When you have GERD you may also have a sense of a lump in your throat or feel like you must always clear your throat. GERD can also cause hoarseness, a sore throat, or a tight throat sensation. 

Your doctor can usually diagnose GERD based on these symptoms and may prescribe antacid or acid-suppressing medication. If treatment reduces your globus sensation, it suggests GERD is the potential cause. Up to 68% of people with globus sensation have acid reflux. 

Learn about acid reflux treatment options here.

Anxiety and stress 

Experiencing stress or anxiety may cause a globus sensation or make it worse. This may be from tight muscles in your neck or frequent swallowing and throat drying.

Any type of strong emotion may cause globus. Your doctor may refer you to a mental health specialist for assistance with stress management or further evaluation of behavioral conditions. This may include breathing and stress reduction exercises.

Learn about stress management here.

Postnasal drip

Your nose and throat have glands that produce mucus, which helps clean the nose and throat membranes and clear out infections.
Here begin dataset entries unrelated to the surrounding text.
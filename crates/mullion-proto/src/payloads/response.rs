//! The shared `RESPONSE` payload.

use serde::{Deserialize, Serialize};

/// Body of a `RESPONSE` message, in either direction.
///
/// Exactly one of `data` or `error` is expected to be populated; an empty
/// body is a bare acknowledgement. The correlating `requestId` lives on the
/// envelope, not here.
#[derive(Debug, Clone, Default, PartialEq, Serialize, Deserialize)]
pub struct ResponseBody {
    /// Successful result, omitted from the wire when absent.
    #[serde(default, skip_serializing_if = "Option::is_none")]
    pub data: Option<serde_json::Value>,

    /// Failure description, omitted from the wire when absent.
    #[serde(default, skip_serializing_if = "Option::is_none")]
    pub error: Option<String>,
}

impl ResponseBody {
    /// Successful response carrying `data`.
    pub fn ok(data: serde_json::Value) -> Self {
        Self { data: Some(data), error: None }
    }

    /// Successful response with no data (a bare acknowledgement).
    pub fn ack() -> Self {
        Self::default()
    }

    /// Failed response carrying an error message.
    pub fn err(message: impl Into<String>) -> Self {
        Self { data: None, error: Some(message.into()) }
    }

    /// True when this response reports a failure.
    pub fn is_err(&self) -> bool {
        self.error.is_some()
    }

    /// Split into the requester-facing result.
    pub fn into_result(self) -> Result<Option<serde_json::Value>, String> {
        match self.error {
            Some(error) => Err(error),
            None => Ok(self.data),
        }
    }
}

#[cfg(test)]
mod tests {
    use serde_json::json;

    use super::*;

    #[test]
    fn ok_omits_error_key() {
        let value = serde_json::to_value(ResponseBody::ok(json!({"n": 1}))).unwrap();
        assert_eq!(value, json!({"data": {"n": 1}}));
    }

    #[test]
    fn err_omits_data_key() {
        let value = serde_json::to_value(ResponseBody::err("nope")).unwrap();
        assert_eq!(value, json!({"error": "nope"}));
    }

    #[test]
    fn ack_is_empty_object() {
        let value = serde_json::to_value(ResponseBody::ack()).unwrap();
        assert_eq!(value, json!({}));
    }

    #[test]
    fn into_result_prefers_error() {
        assert_eq!(ResponseBody::err("boom").into_result(), Err("boom".to_string()));
        assert_eq!(ResponseBody::ok(json!(2)).into_result(), Ok(Some(json!(2))));
        assert_eq!(ResponseBody::ack().into_result(), Ok(None));
    }
}
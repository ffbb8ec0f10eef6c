//! Correlation-keyed pending-request tracking.

use std::collections::HashMap;
use std::time::{Duration, Instant};

use mullion_proto::RequestId;

/// Requests awaiting their `RESPONSE`, each with a deadline.
///
/// Used on both sides of the exchange: the requester records outbound
/// requests so a missing answer becomes a definitive timeout, and the
/// responder records inbound requests so a handler that never answers
/// still produces a terminal error response. The owner drives expiry by
/// calling [`PendingRequests::expire`] from its periodic tick.
#[derive(Debug, Default)]
pub struct PendingRequests {
    deadlines: HashMap<RequestId, Instant>,
}

impl PendingRequests {
    /// Empty map.
    pub fn new() -> Self {
        Self::default()
    }

    /// Record a request with a deadline of `now + timeout`.
    ///
    /// Returns false (and leaves the original deadline in place) when the
    /// id is already pending - correlation ids must not be reused while
    /// in flight.
    pub fn insert(&mut self, id: RequestId, now: Instant, timeout: Duration) -> bool {
        if self.deadlines.contains_key(&id) {
            return false;
        }
        self.deadlines.insert(id, now + timeout);
        true
    }

    /// Settle a request, removing it from the map.
    ///
    /// Returns false when the id was unknown - either never pending or
    /// already settled (a late or duplicate response).
    pub fn complete(&mut self, id: &RequestId) -> bool {
        self.deadlines.remove(id).is_some()
    }

    /// Whether `id` is still awaiting its response.
    pub fn contains(&self, id: &RequestId) -> bool {
        self.deadlines.contains_key(id)
    }

    /// Remove and return every request whose deadline has been reached.
    ///
    /// Ids are returned in sorted order so expiry processing is
    /// deterministic.
    pub fn expire(&mut self, now: Instant) -> Vec<RequestId> {
        let mut expired: Vec<RequestId> = self
            .deadlines
            .iter()
            .filter(|(_, deadline)| now >= **deadline)
            .map(|(id, _)| id.clone())
            .collect();
        expired.sort_by(|a, b| a.as_str().cmp(b.as_str()));
        for id in &expired {
            self.deadlines.remove(id);
        }
        expired
    }

    /// Drop every in-flight request without settling it.
    pub fn clear(&mut self) {
        self.deadlines.clear();
    }

    /// Number of in-flight requests.
    pub fn len(&self) -> usize {
        self.deadlines.len()
    }

    /// True when nothing is in flight.
    pub fn is_empty(&self) -> bool {
        self.deadlines.is_empty()
    }
}
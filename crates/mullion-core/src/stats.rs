//! Dispatch and send counters.

/// Counters covering every accept/drop path of an endpoint.
///
/// A cross-document message channel has no request log to consult after
/// the fact; these counters are the instrumentation hook. They are plain
/// data - read them from the owning endpoint and export them however the
/// embedder monitors things.
#[derive(Debug, Clone, Copy, Default, PartialEq, Eq)]
pub struct DispatchStats {
    /// Messages validated and delivered to at least the dispatch stage.
    pub delivered: u64,
    /// Messages rejected by the origin policy.
    pub dropped_origin: u64,
    /// Values that failed the structural guard.
    pub dropped_shape: u64,
    /// Messages whose typed decode failed after the guard passed.
    pub dropped_malformed: u64,
    /// Messages rejected by a strict version policy.
    pub dropped_version: u64,
    /// Well-formed messages with no registered handler.
    pub dropped_unrouted: u64,
    /// Version mismatches tolerated under the lenient policy.
    pub version_warnings: u64,
    /// Handler invocations that returned an error.
    pub handler_errors: u64,
    /// Messages posted to the peer frame.
    pub sent: u64,
    /// Sends attempted while no frame was bound (logged no-ops).
    pub send_unbound: u64,
    /// Sends the transport itself rejected.
    pub send_failed: u64,
    /// Responses suppressed because their request was already answered.
    pub duplicate_responses: u64,
    /// Requests settled by deadline expiry instead of a response.
    pub request_timeouts: u64,
}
You swallow it without thinking about it. But feeling mucus gathering in the back of your throat is postnasal drip. Irritation from the mucus may cause the throat tissues to swell, which can cause discomfort and a feeling of a lump in your throat. Additional symptoms may include:

A doctor may treat your postnasal drip with antihistamines or decongestants. If you have a bacterial infection, they may prescribe antibiotics. Drinking more water and using saline nasal irrigation may thin out mucus and help alleviate postnasal drip. 

Learn more about nasal irrigation here.

Thyroid conditions

Your thyroid gland can enlarge, which can create pressure and the sensation of a lump in your throat. Thyroid nodules may cause this as well.

More than 90% of thyroid nodules are noncancerous, but your doctor may want to evaluate them by ultrasound. If the ultrasound detects an anomaly, your doctor may request a biopsy to rule out cancer.

Your throat and globus explained

Your throat, or pharynx, contains several important structures and glands. The esophagus carries food from your mouth to your stomach. The trachea connects the larynx to the lungs. The trachea produces mucus to keep dust and allergens out of your lungs.

Sitting in front of the trachea and larynx is the butterfly-shaped thyroid gland. It manages metabolism, including your heart rate.  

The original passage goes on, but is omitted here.